> _DATA UNDER STUDY_
impl Parser {
    fn peek(&self) -> Option<&Token> {
        self.tokens.get(self.pos).map(|(_, t, _)| t)
    }

    fn location(&self) -> usize {
        self.tokens
            .get(self.pos)
            .map(|(s, _, _)| *s)
            .unwrap_or(self.end)
    }

    fn bump(&mut self) -> Option<Spanned> {
        let tok = self.tokens.get(self.pos).cloned();
        if tok.is_some() {
            self.pos += 1;
        }
        tok
    }

    fn error(&self, expected: impl Into<String>) -> CompileError {
        let message = match self.peek() {
            Some(tok) => format!("expected {}, found {tok}", expected.into()),
            None => format!("expected {}, found end of file", expected.into()),
        };
        CompileError::Parse {
            location: self.location(),
            message,
        }
    }

    fn eat(&mut self, tok: &Token) -> Option<Span> {
        if self.peek() == Some(tok) {
            let (s, _, e) = self.bump().unwrap();
            Some(Span::new(s, e))
        } else {
            None
        }
    }

    fn expect(&mut self, tok: &Token, what: &str) -> Result<Span, CompileError> {
        self.eat(tok).ok_or_else(|| self.error(what))
    }

    fn ident(&mut self) -> Result<Ident, CompileError> {
        match self.peek() {
            Some(Token::Ident(_)) => {
                let Some((s, Token::Ident(name), e)) = self.bump() else {
                    unreachable!()
                };
                Ok(Ident {
                    span: Span::new(s, e),
                    name,
                })
            }
            _ => Err(self.error("identifier")),
        }
    }

    fn skip_semis(&mut self) {
        while self.eat(&Token::Semi).is_some() {}
    }

    /// A statement or declaration terminator: an explicit or inserted `;`,
    /// or the closing brace / end of file right after.
    fn terminator(&mut self) -> Result<(), CompileError> {
        if self.eat(&Token::Semi).is_some() {
            return Ok(());
        }
        match self.peek() {
            Some(Token::RBrace) | None => Ok(()),
            _ => Err(self.error("';' or newline")),
        }
    }

    fn file(&mut self) -> Result<File, CompileError> {
        self.skip_semis();
        let start = self.expect(&Token::Package, "'package'")?;
        let name = self.ident()?;
        let mut end_span = name.span;
        self.terminator()?;
        self.skip_semis();
        let mut decls = Vec::new();
        while self.peek().is_some() {
            let decl = self.decl()?;
            end_span = decl.span();
            decls.push(decl);
            self.terminator()?;
            self.skip_semis();
        }
        Ok(File {
            span: start.to(end_span),
            package: name.name,
            decls,
        })
    }

    fn decl(&mut self) -> Result<Decl, CompileError> {
        match self.peek() {
            Some(Token::Func) => self.func_decl().map(Decl::Func),
            Some(Token::Import) => {
                let kw = self.eat(&Token::Import).unwrap();
                match self.peek() {
                    Some(Token::Str(_)) => {
                        let Some((s, Token::Str(path), e)) = self.bump() else {
                            unreachable!()
                        };
                        Ok(Decl::Import {
                            span: kw.to(Span::new(s, e)),
                            path,
                        })
                    }
                    _ => Err(self.error("import path string")),
                }
            }
            Some(Token::Var | Token::Const | Token::Type) => self.gen_decl().map(Decl::Gen),
            _ => Err(self.error("declaration")),
        }
    }

    fn func_decl(&mut self) -> Result<FuncDecl, CompileError> {
        let kw = self.expect(&Token::Func, "'func'")?;
        let recv = if self.peek() == Some(&Token::LParen) {
            self.bump();
            let field = self.field()?;
            self.expect(&Token::RParen, "')'")?;
            Some(field)
        } else {
            None
        };
        let name = self.ident()?;
        self.expect(&Token::LParen, "'('")?;
        let params = if self.peek() == Some(&Token::RParen) {
            Vec::new()
        } else {
            self.fields()?
        };
        self.expect(&Token::RParen, "')'")?;
        let results = self.results()?;
        let (body, end) = self.block()?;
        Ok(FuncDecl {
            span: kw.to(end),
            recv,
            name,
            params,
            results,
            body,
        })
    }

    fn fields(&mut self) -> Result<Vec<Field>, CompileError> {
        let mut out = vec![self.field()?];
        while self.eat(&Token::Comma).is_some() {
            out.push(self.field()?);
        }
        Ok(out)
    }

    /// One parameter group: `a, b int64`. All identifiers before the type
    /// belong to the group.
    fn field(&mut self) -> Result<Field, CompileError> {
        let mut names = vec![self.ident()?];
        while self.peek() == Some(&Token::Comma) {
            self.bump();
            names.push(self.ident()?);
        }
        let ty = self.type_expr()?;
        let span = names[0].span.to(ty.span());
        Ok(Field { span, names, ty })
    }

    fn results(&mut self) -> Result<Vec<TypeExpr>, CompileError> {
        match self.peek() {
            Some(Token::LParen) => {
                self.bump();
                let mut out = Vec::new();
                if self.peek() != Some(&Token::RParen) {
                    out.push(self.type_expr()?);
                    while self.eat(&Token::Comma).is_some() {
                        out.push(self.type_expr()?);
                    }
                }
                self.expect(&Token::RParen, "')'")?;
                Ok(out)
            }
            Some(Token::Ident(_) | Token::Star) => Ok(vec![self.type_expr()?]),
            _ => Ok(Vec::new()),
        }
    }

    fn block(&mut self) -> Result<(Vec<Stmt>, Span), CompileError> {
        self.expect(&Token::LBrace, "'{'")?;
        self.skip_semis();
        let mut stmts = Vec::new();
        while self.peek() != Some(&Token::RBrace) {
            if self.peek().is_none() {
                return Err(self.error("'}'"));
            }
            stmts.push(self.stmt()?);
            self.terminator()?;
            self.skip_semis();
        }
        let end = self.eat(&Token::RBrace).unwrap();
        Ok((stmts, end))
    }

    fn stmt(&mut self) -> Result<Stmt, CompileError> {
        match self.peek() {
            Some(Token::Return) => {
                let kw = self.eat(&Token::Return).unwrap();
                let results = match self.peek() {
                    Some(Token::Semi | Token::RBrace) | None => Vec::new(),
                    _ => self.expr_list()?,
                };
                let span = results.last().map(|e| kw.to(e.span())).unwrap_or(kw);
                Ok(Stmt::Return { span, results })
            }
            Some(Token::Var | Token::Const | Token::Type) => self.gen_decl().map(Stmt::Decl),
            _ => self.simple_stmt(),
        }
    }

    fn simple_stmt(&mut self) -> Result<Stmt, CompileError> {
        let lhs = self.expr_list()?;
        let define = match self.peek() {
            Some(Token::Assign) => {
                self.bump();
                false
            }
            Some(Token::Define) => {
                self.bump();
                true
            }
            _ => {
                if lhs.len() == 1 {
                    return Ok(Stmt::Expr(lhs.into_iter().next().unwrap()));
                }
                return Err(self.error("'=' or ':='"));
            }
        };
        let rhs = self.expr_list()?;
        let span = lhs[0].span().to(rhs.last().unwrap().span());
        Ok(Stmt::Assign {
            span,
            lhs,
            rhs,
            define,
        })
    }

    fn gen_decl(&mut self) -> Result<GenDecl, CompileError> {
        let (kw, kind) = match self.peek() {
            Some(Token::Var) => (self.bump().unwrap(), DeclKind::Var),
            Some(Token::Const) => (self.bump().unwrap(), DeclKind::Const),
            Some(Token::Type) => (self.bump().unwrap(), DeclKind::Type),
            _ => return Err(self.error("declaration")),
        };
        let kw_span = Span::new(kw.0, kw.2);
        if kind == DeclKind::Type {
            let name = self.ident()?;
            self.eat(&Token::Assign); // alias form: `type A = B`
            let ty = self.type_expr()?;
            let spec_span = name.span.to(ty.span());
            return Ok(GenDecl {
                span: kw_span.to(ty.span()),
                kind,
                spec: Spec::Type(TypeSpec {
                    span: spec_span,
                    name,
                    ty,
                }),
            });
        }
        let mut names = vec![self.ident()?];
        while self.eat(&Token::Comma).is_some() {
            names.push(self.ident()?);
        }
        let ty = match self.peek() {
            Some(Token::Ident(_) | Token::Star) => Some(self.type_expr()?),
            _ => None,
        };
        let values = if self.eat(&Token::Assign).is_some() {
            self.expr_list()?
        } else {
            Vec::new()
        };
        let end = values
            .last()
            .map(|e| e.span())
            .or_else(|| ty.as_ref().map(|t| t.span()))
            .unwrap_or(names.last().unwrap().span);
        let spec_span = names[0].span.to(end);
        Ok(GenDecl {
            span: kw_span.to(end),
            kind,
            spec: Spec::Value(ValueSpec {
                span: spec_span,
                names,
                ty,
                values,
            }),
        })
    }

    fn type_expr(&mut self) -> Result<TypeExpr, CompileError> {
        if let Some(star) = self.eat(&Token::Star) {
            let elem = self.type_expr()?;
            let span = star.to(elem.span());
            return Ok(TypeExpr::Pointer {
                span,
                elem: Box::new(elem),
            });
        }
        match self.peek() {
            Some(Token::Ident(_)) => Ok(TypeExpr::Name(self.ident()?)),
            _ => Err(self.error("type")),
        }
    }

    fn expr_list(&mut self) -> Result<Vec<Expr>, CompileError> {
        let mut out = vec![self.expr()?];
        while self.eat(&Token::Comma).is_some() {
            out.push(self.expr()?);
        }
        Ok(out)
    }

    fn expr(&mut self) -> Result<Expr, CompileError> {
        self.add_expr()
    }

    fn add_expr(&mut self) -> Result<Expr, CompileError> {
        let mut lhs = self.mul_expr()?;
        loop {
            let op = match self.peek() {
                Some(Token::Plus) => BinOp::Add,
                Some(Token::Minus) => BinOp::Sub,
                _ => break,
            };
            self.bump();
            let rhs = self.mul_expr()?;
            let span = lhs.span().to(rhs.span());
            lhs = Expr::Binary {
                span,
                op,
                lhs: Box::new(lhs),
                rhs: Box::new(rhs),
            };
        }
        Ok(lhs)
    }

    fn mul_expr(&mut self) -> Result<Expr, CompileError> {
        let mut lhs = self.unary_expr()?;
        loop {
            let op = match self.peek() {
                Some(Token::Star) => BinOp::Mul,
                Some(Token::Slash) => BinOp::Div,
                Some(Token::Percent) => BinOp::Rem,
                _ => break,
            };
            self.bump();
            let rhs = self.unary_expr()?;
            let span = lhs.span().to(rhs.span());
            lhs = Expr::Binary {
                span,
                op,
                lhs: Box::new(lhs),
                rhs: Box::new(rhs),
            };
        }
        Ok(lhs)
    }

    fn unary_expr(&mut self) -> Result<Expr, CompileError> {
        let op = match self.peek() {
            Some(Token::Minus) => Some(UnOp::Neg),
            Some(Token::Star) => Some(UnOp::Deref),
            Some(Token::Amp) => Some(UnOp::Addr),
            _ => None,
        };
        if let Some(op) = op {
            let (s, _, _) = self.bump().unwrap();
            let operand = self.unary_expr()?;
            let span = Span::new(s, operand.span().end);
            return Ok(Expr::Unary {
                span,
                op,
                operand: Box::new(operand),
            });
        }
        self.postfix_expr()
    }

    fn postfix_expr(&mut self) -> Result<Expr, CompileError> {
        let mut e = self.operand()?;
        while self.peek() == Some(&Token::LParen) {
            self.bump();
            let mut args = Vec::new();
            if self.peek() != Some(&Token::RParen) {
                args.push(self.expr()?);
                while self.eat(&Token::Comma).is_some() {
                    args.push(self.expr()?);
                }
            }
            let rp = self.expect(&Token::RParen, "')'")?;
            let span = e.span().to(rp);
            e = Expr::Call {
                span,
                callee: Box::new(e),
                args,
            };
        }
        Ok(e)
    }

    fn operand(&mut self) -> Result<Expr, CompileError> {
        match self.peek() {
            Some(Token::Ident(_)) => Ok(Expr::Ident(self.ident()?)),
            Some(Token::Int(_)) => {
                let Some((s, Token::Int(text), e)) = self.bump() else {
                    unreachable!()
                };
                Ok(Expr::IntLit {
                    span: Span::new(s, e),
                    text,
                })
            }
            Some(Token::Str(_)) => {
                let Some((s, Token::Str(value), e)) = self.bump() else {
                    unreachable!()
                };
                Ok(Expr::StrLit {
                    span: Span::new(s, e),
                    value,
                })
            }
            Some(Token::LParen) => {
                self.bump();
                let inner = self.expr()?;
                self.expect(&Token::RParen, "')'")?;
                Ok(inner)
            }
            _ => Err(self.error("expression")),
        }
    }
}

> _TASK TO CARRY OUT_
Filter the lines above, keeping each one that contains the string "Const".

> _TASK RESULT_
            Some(Token::Var | Token::Const | Token::Type) => self.gen_decl().map(Decl::Gen),
            Some(Token::Var | Token::Const | Token::Type) => self.gen_decl().map(Stmt::Decl),
            Some(Token::Const) => (self.bump().unwrap(), DeclKind::Const),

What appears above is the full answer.